Aucune de ces tendances n’est durable. Les Syriens en Jordanie ne reviendront pas en grand nombre de si tôt. Seuls 41 000 sont rentrés volontairement depuis 2018. Outre la dévastation physique et sociale de la guerre, les conditions économiques en Syrie sont catastrophiques et les violations des droits de l’homme aussi brutales que jamais, ciblant même les rapatriés avec des autorisations de sécurité syriennes. Les réinstallations de réfugiés dans les pays tiers sont pratiquement inexistantes avec seulement 1 % éligibles et seulement 1 396 réinstallés en 2020.
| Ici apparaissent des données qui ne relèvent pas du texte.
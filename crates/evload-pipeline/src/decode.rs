//! Record decoding
//!
//! Turns one unit of input (an NDJSON line, or one element of a large
//! top-level JSON array) into a [`RawEvent`]. A malformed unit yields a
//! decode error carrying the offending raw text; it never aborts the
//! stream.

use evload_common::{EvloadError, Result};
use serde_json::{Map, Value};
use std::io::BufRead;

/// Shape of the input stream.
#[derive(Debug, Clone, Copy, PartialEq, Eq, Default)]
pub enum InputFormat {
    /// Newline-delimited JSON objects
    #[default]
    Ndjson,
    /// One top-level JSON array, consumed incrementally element-by-element
    Array,
}

/// One untyped input record: a mapping from field name to a
/// dynamically-typed JSON value.
///
/// Arbitrary extra keys are carried along and ignored; expected keys may
/// be absent. All access goes through typed accessors that treat absence
/// and JSON null identically, so callers never assume key presence.
#[derive(Debug, Clone, Default)]
pub struct RawEvent {
    fields: Map<String, Value>,
}

impl RawEvent {
    /// Build from an already-parsed JSON value; anything but an object
    /// is a decode failure.
    pub fn from_value(value: Value) -> Result<Self> {
        match value {
            Value::Object(fields) => Ok(Self { fields }),
            other => Err(EvloadError::decode("expected a JSON object", other.to_string())),
        }
    }

    /// Parse one raw JSON unit. The offending text is attached to the
    /// error on failure.
    pub fn from_str(raw: &str) -> Result<Self> {
        let value: Value = serde_json::from_str(raw)
            .map_err(|e| EvloadError::decode(e.to_string(), raw.trim().to_string()))?;
        Self::from_value(value)
    }

    /// Raw value for a field; absent keys and JSON null both read as `None`.
    pub fn get(&self, key: &str) -> Option<&Value> {
        match self.fields.get(key) {
            Some(Value::Null) | None => None,
            Some(value) => Some(value),
        }
    }

    /// String-typed field. Bare scalars are stringified; structured
    /// values read as `None`.
    pub fn str_field(&self, key: &str) -> Option<String> {
        match self.get(key)? {
            Value::String(s) => Some(s.clone()),
            Value::Number(n) => Some(n.to_string()),
            Value::Bool(b) => Some(b.to_string()),
            _ => None,
        }
    }

    /// Field that upstream always coerced to text: strings pass through,
    /// any other non-null value is rendered as JSON text.
    pub fn stringified(&self, key: &str) -> Option<String> {
        match self.get(key)? {
            Value::String(s) => Some(s.clone()),
            other => Some(other.to_string()),
        }
    }

    /// Opaque passthrough for fields whose wire type varies (numeric or
    /// string price fields, mixed-type identifiers).
    pub fn passthrough(&self, key: &str) -> Option<Value> {
        self.get(key).cloned()
    }
}

/// Decoder over newline-delimited JSON objects.
pub struct NdjsonDecoder<R> {
    reader: R,
    done: bool,
}

impl<R: BufRead> NdjsonDecoder<R> {
    pub fn new(reader: R) -> Self {
        Self {
            reader,
            done: false,
        }
    }
}

impl<R: BufRead> Iterator for NdjsonDecoder<R> {
    type Item = Result<RawEvent>;

    fn next(&mut self) -> Option<Self::Item> {
        if self.done {
            return None;
        }
        loop {
            let mut line = String::new();
            match self.reader.read_line(&mut line) {
                Ok(0) => return None,
                Ok(_) => {
                    let trimmed = line.trim();
                    if trimmed.is_empty() {
                        continue;
                    }
                    return Some(RawEvent::from_str(trimmed));
                },
                Err(err) => {
                    self.done = true;
                    return Some(Err(err.into()));
                },
            }
        }
    }
}

/// Incremental decoder over one top-level JSON array too large to hold
/// in memory. Elements are scanned byte-by-byte (tracking nesting depth
/// and string state) and parsed one at a time, bounding memory to the
/// largest single element.
pub struct JsonArrayDecoder<R> {
    reader: R,
    started: bool,
    finished: bool,
}

impl<R: BufRead> JsonArrayDecoder<R> {
    pub fn new(reader: R) -> Self {
        Self {
            reader,
            started: false,
            finished: false,
        }
    }

    fn next_byte(&mut self) -> std::io::Result<Option<u8>> {
        let buf = self.reader.fill_buf()?;
        if buf.is_empty() {
            return Ok(None);
        }
        let byte = buf[0];
        self.reader.consume(1);
        Ok(Some(byte))
    }

    fn next_significant(&mut self) -> std::io::Result<Option<u8>> {
        loop {
            match self.next_byte()? {
                Some(b) if b.is_ascii_whitespace() => continue,
                other => return Ok(other),
            }
        }
    }

    /// Read one element starting at `first`, returning its raw bytes and
    /// whether the array's closing bracket immediately followed it.
    fn read_element(&mut self, first: u8) -> Result<(Vec<u8>, bool)> {
        let mut out = vec![first];
        let mut depth = 0i32;
        let mut in_string = false;
        let mut escaped = false;
        match first {
            b'{' | b'[' => depth = 1,
            b'"' => in_string = true,
            _ => {},
        }
        loop {
            let byte = match self.next_byte()? {
                Some(b) => b,
                None => {
                    return Err(EvloadError::decode(
                        "unterminated array element",
                        String::from_utf8_lossy(&out).into_owned(),
                    ))
                },
            };
            if in_string {
                out.push(byte);
                if escaped {
                    escaped = false;
                } else if byte == b'\\' {
                    escaped = true;
                } else if byte == b'"' {
                    in_string = false;
                }
                continue;
            }
            match byte {
                b'"' => {
                    in_string = true;
                    out.push(byte);
                },
                b'{' | b'[' => {
                    depth += 1;
                    out.push(byte);
                },
                b'}' => {
                    depth -= 1;
                    out.push(byte);
                },
                b']' => {
                    if depth == 0 {
                        return Ok((out, true));
                    }
                    depth -= 1;
                    out.push(byte);
                },
                b',' if depth == 0 => return Ok((out, false)),
                _ => out.push(byte),
            }
        }
    }
}

impl<R: BufRead> Iterator for JsonArrayDecoder<R> {
    type Item = Result<RawEvent>;

    fn next(&mut self) -> Option<Self::Item> {
        if self.finished {
            return None;
        }
        if !self.started {
            match self.next_significant() {
                Ok(Some(b'[')) => self.started = true,
                Ok(Some(other)) => {
                    self.finished = true;
                    return Some(Err(EvloadError::decode(
                        "expected a top-level JSON array",
                        (other as char).to_string(),
                    )));
                },
                Ok(None) => {
                    self.finished = true;
                    return Some(Err(EvloadError::decode(
                        "empty input, expected a JSON array",
                        String::new(),
                    )));
                },
                Err(err) => {
                    self.finished = true;
                    return Some(Err(err.into()));
                },
            }
        }
        let first = loop {
            match self.next_significant() {
                Ok(Some(b']')) => {
                    self.finished = true;
                    return None;
                },
                Ok(Some(b',')) => continue,
                Ok(Some(byte)) => break byte,
                Ok(None) => {
                    self.finished = true;
                    return Some(Err(EvloadError::decode(
                        "unterminated JSON array",
                        String::new(),
                    )));
                },
                Err(err) => {
                    self.finished = true;
                    return Some(Err(err.into()));
                },
            }
        };
        match self.read_element(first) {
            Ok((bytes, closed)) => {
                if closed {
                    self.finished = true;
                }
                let raw = String::from_utf8_lossy(&bytes);
                Some(RawEvent::from_str(raw.trim()))
            },
            Err(err) => {
                self.finished = true;
                Some(Err(err))
            },
        }
    }
}

/// Decoder for the given input shape as a unified record iterator.
pub fn decoder_for<R: BufRead + 'static>(
    reader: R,
    format: InputFormat,
) -> Box<dyn Iterator<Item = Result<RawEvent>>> {
    match format {
        InputFormat::Ndjson => Box::new(NdjsonDecoder::new(reader)),
        InputFormat::Array => Box::new(JsonArrayDecoder::new(reader)),
    }
}
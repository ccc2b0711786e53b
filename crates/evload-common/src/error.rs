//! Error types for evload

use thiserror::Error;

/// Result type alias for evload operations
pub type Result<T> = std::result::Result<T, EvloadError>;

/// Main error type for the evload pipeline.
///
/// Per-record errors (`Decode`, `Normalize`) are recovered locally by the
/// pipeline driver: they are counted and logged, never propagated. `Sink`
/// errors go through the batch retry machinery. `Config` and `Connect`
/// errors are fatal and abort the run.
#[derive(Error, Debug)]
pub enum EvloadError {
    #[error("IO error: {0}")]
    Io(#[from] std::io::Error),

    #[error("malformed JSON unit: {detail}; raw: {raw}")]
    Decode { detail: String, raw: String },

    #[error("unrecognized extended-scalar shape in field '{field}': {detail}")]
    Normalize { field: String, detail: String },

    #[error("destination rejected batch: {0}")]
    Sink(String),

    #[error("configuration error: {0}")]
    Config(String),

    #[error("cannot reach destination store: {0}")]
    Connect(String),

    #[error("serialization error: {0}")]
    Serialization(#[from] serde_json::Error),
}

impl EvloadError {
    /// Decode failure carrying the offending raw text for diagnostics.
    pub fn decode(detail: impl Into<String>, raw: impl Into<String>) -> Self {
        EvloadError::Decode {
            detail: detail.into(),
            raw: raw.into(),
        }
    }

    /// Normalization failure for a named field.
    pub fn normalize(field: impl Into<String>, detail: impl Into<String>) -> Self {
        EvloadError::Normalize {
            field: field.into(),
            detail: detail.into(),
        }
    }
}
//! Pipeline configuration
//!
//! One explicit struct passed into the driver's constructor; no ambient
//! global state. Connection settings and batching knobs live here.

use evload_common::{EvloadError, Result};
use serde::{Deserialize, Serialize};
use std::time::Duration;

// ============================================================================
// Pipeline Configuration Constants
// ============================================================================

/// Default number of rows per submitted batch.
pub const DEFAULT_BATCH_SIZE: usize = 1000;

/// Default number of retries after a failed batch insert.
pub const DEFAULT_MAX_RETRIES: u32 = 3;

/// Default backoff base in seconds; the delay before retry n is
/// `base * 2^(n-1)`.
pub const DEFAULT_BACKOFF_BASE_SECS: u64 = 2;

/// Default destination store endpoint.
pub const DEFAULT_ENDPOINT: &str = "http://localhost:8080";

/// Default destination table identifier.
pub const DEFAULT_TABLE: &str = "raw_events";

/// Default HTTP timeout in seconds for destination calls.
pub const DEFAULT_TIMEOUT_SECS: u64 = 300;

/// Pipeline configuration
#[derive(Debug, Clone, Serialize, Deserialize)]
pub struct PipelineConfig {
    /// Rows buffered before a batch is submitted
    pub batch_size: usize,

    /// Retries per batch after the initial attempt
    pub max_retries: u32,

    /// Backoff base in seconds (doubles per retry)
    pub backoff_base_secs: u64,

    /// Destination store endpoint
    pub endpoint: String,

    /// Destination table identifier
    pub table: String,

    /// HTTP timeout in seconds
    pub timeout_secs: u64,
}

impl Default for PipelineConfig {
    fn default() -> Self {
        Self {
            batch_size: DEFAULT_BATCH_SIZE,
            max_retries: DEFAULT_MAX_RETRIES,
            backoff_base_secs: DEFAULT_BACKOFF_BASE_SECS,
            endpoint: DEFAULT_ENDPOINT.to_string(),
            table: DEFAULT_TABLE.to_string(),
            timeout_secs: DEFAULT_TIMEOUT_SECS,
        }
    }
}

impl PipelineConfig {
    /// Create a builder for fluent configuration
    pub fn builder() -> PipelineConfigBuilder {
        PipelineConfigBuilder::default()
    }

    /// Load configuration from environment variables
    ///
    /// Environment variables:
    /// - `EVLOAD_ENDPOINT`: Destination store endpoint
    /// - `EVLOAD_TABLE`: Destination table identifier
    /// - `EVLOAD_BATCH_SIZE`: Rows per batch
    /// - `EVLOAD_MAX_RETRIES`: Retries per batch
    /// - `EVLOAD_BACKOFF_BASE_SECS`: Backoff base in seconds
    /// - `EVLOAD_TIMEOUT_SECS`: HTTP timeout in seconds
    pub fn from_env() -> Result<Self> {
        let mut config = Self::default();

        if let Ok(endpoint) = std::env::var("EVLOAD_ENDPOINT") {
            config.endpoint = endpoint;
        }
        if let Ok(table) = std::env::var("EVLOAD_TABLE") {
            config.table = table;
        }
        if let Ok(size) = std::env::var("EVLOAD_BATCH_SIZE") {
            config.batch_size = size
                .parse()
                .map_err(|_| EvloadError::Config(format!("invalid EVLOAD_BATCH_SIZE: {}", size)))?;
        }
        if let Ok(retries) = std::env::var("EVLOAD_MAX_RETRIES") {
            config.max_retries = retries.parse().map_err(|_| {
                EvloadError::Config(format!("invalid EVLOAD_MAX_RETRIES: {}", retries))
            })?;
        }
        if let Ok(base) = std::env::var("EVLOAD_BACKOFF_BASE_SECS") {
            config.backoff_base_secs = base.parse().map_err(|_| {
                EvloadError::Config(format!("invalid EVLOAD_BACKOFF_BASE_SECS: {}", base))
            })?;
        }
        if let Ok(timeout) = std::env::var("EVLOAD_TIMEOUT_SECS") {
            config.timeout_secs = timeout.parse().map_err(|_| {
                EvloadError::Config(format!("invalid EVLOAD_TIMEOUT_SECS: {}", timeout))
            })?;
        }

        Ok(config)
    }

    /// Backoff base as a duration
    pub fn backoff_base(&self) -> Duration {
        Duration::from_secs(self.backoff_base_secs)
    }

    /// Validate the configuration
    pub fn validate(&self) -> Result<()> {
        if self.batch_size == 0 {
            return Err(EvloadError::Config("batch_size must be at least 1".to_string()));
        }
        if self.endpoint.is_empty() {
            return Err(EvloadError::Config("endpoint must not be empty".to_string()));
        }
        if self.table.is_empty() {
            return Err(EvloadError::Config("table must not be empty".to_string()));
        }
        Ok(())
    }
}

/// Builder for PipelineConfig
#[derive(Default)]
pub struct PipelineConfigBuilder {
    config: PipelineConfig,
}

impl PipelineConfigBuilder {
    pub fn batch_size(mut self, batch_size: usize) -> Self {
        self.config.batch_size = batch_size;
        self
    }

    pub fn max_retries(mut self, max_retries: u32) -> Self {
        self.config.max_retries = max_retries;
        self
    }

    pub fn backoff_base_secs(mut self, secs: u64) -> Self {
        self.config.backoff_base_secs = secs;
        self
    }

    pub fn endpoint(mut self, endpoint: impl Into<String>) -> Self {
        self.config.endpoint = endpoint.into();
        self
    }

    pub fn table(mut self, table: impl Into<String>) -> Self {
        self.config.table = table.into();
        self
    }

    pub fn timeout_secs(mut self, secs: u64) -> Self {
        self.config.timeout_secs = secs;
        self
    }

    pub fn build(self) -> PipelineConfig {
        self.config
    }
}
La Jordanie a été largement épargnée par la dure rhétorique anti-réfugiés du Liban ainsi que par les récits anti-immigrés de la Turquie. Pourtant, une crise pourrait se développer sur le front des réfugiés en Jordanie si la tendance à la baisse de ces indices n’est pas arrêtée. Il serait utile d’élaborer un programme qui précède et anticipe plutôt que d’intervenir après coup et de réagir pêle-mêle à une crise. Un accord à plus long terme comme l’accord pluriannuel UE-Turquie sur l’aide aux réfugiés pourrait fonctionner. Peut-être que l’ouverture supplémentaire des marchés du travail jordaniens aux réfugiés ou le maintien à l’école d’un plus grand nombre d’enfants, en particulier de filles, en échange d’une assistance profiteraient également aux Jordaniens les plus vulnérables. Bien qu’il soit probablement impossible d’amener les membres de l’UE à accepter davantage de réfugiés en ces jours de forteresse Europe, soutenir les pays qui accueillent des réfugiés peut être une option plus viable, en particulier si des programmes efficaces tels que le programme d’aide en espèces du PAM et les programmes éducatifs et sanitaires en cours sont déjà sur le terrain et n’ont besoin que d’un financement supplémentaire.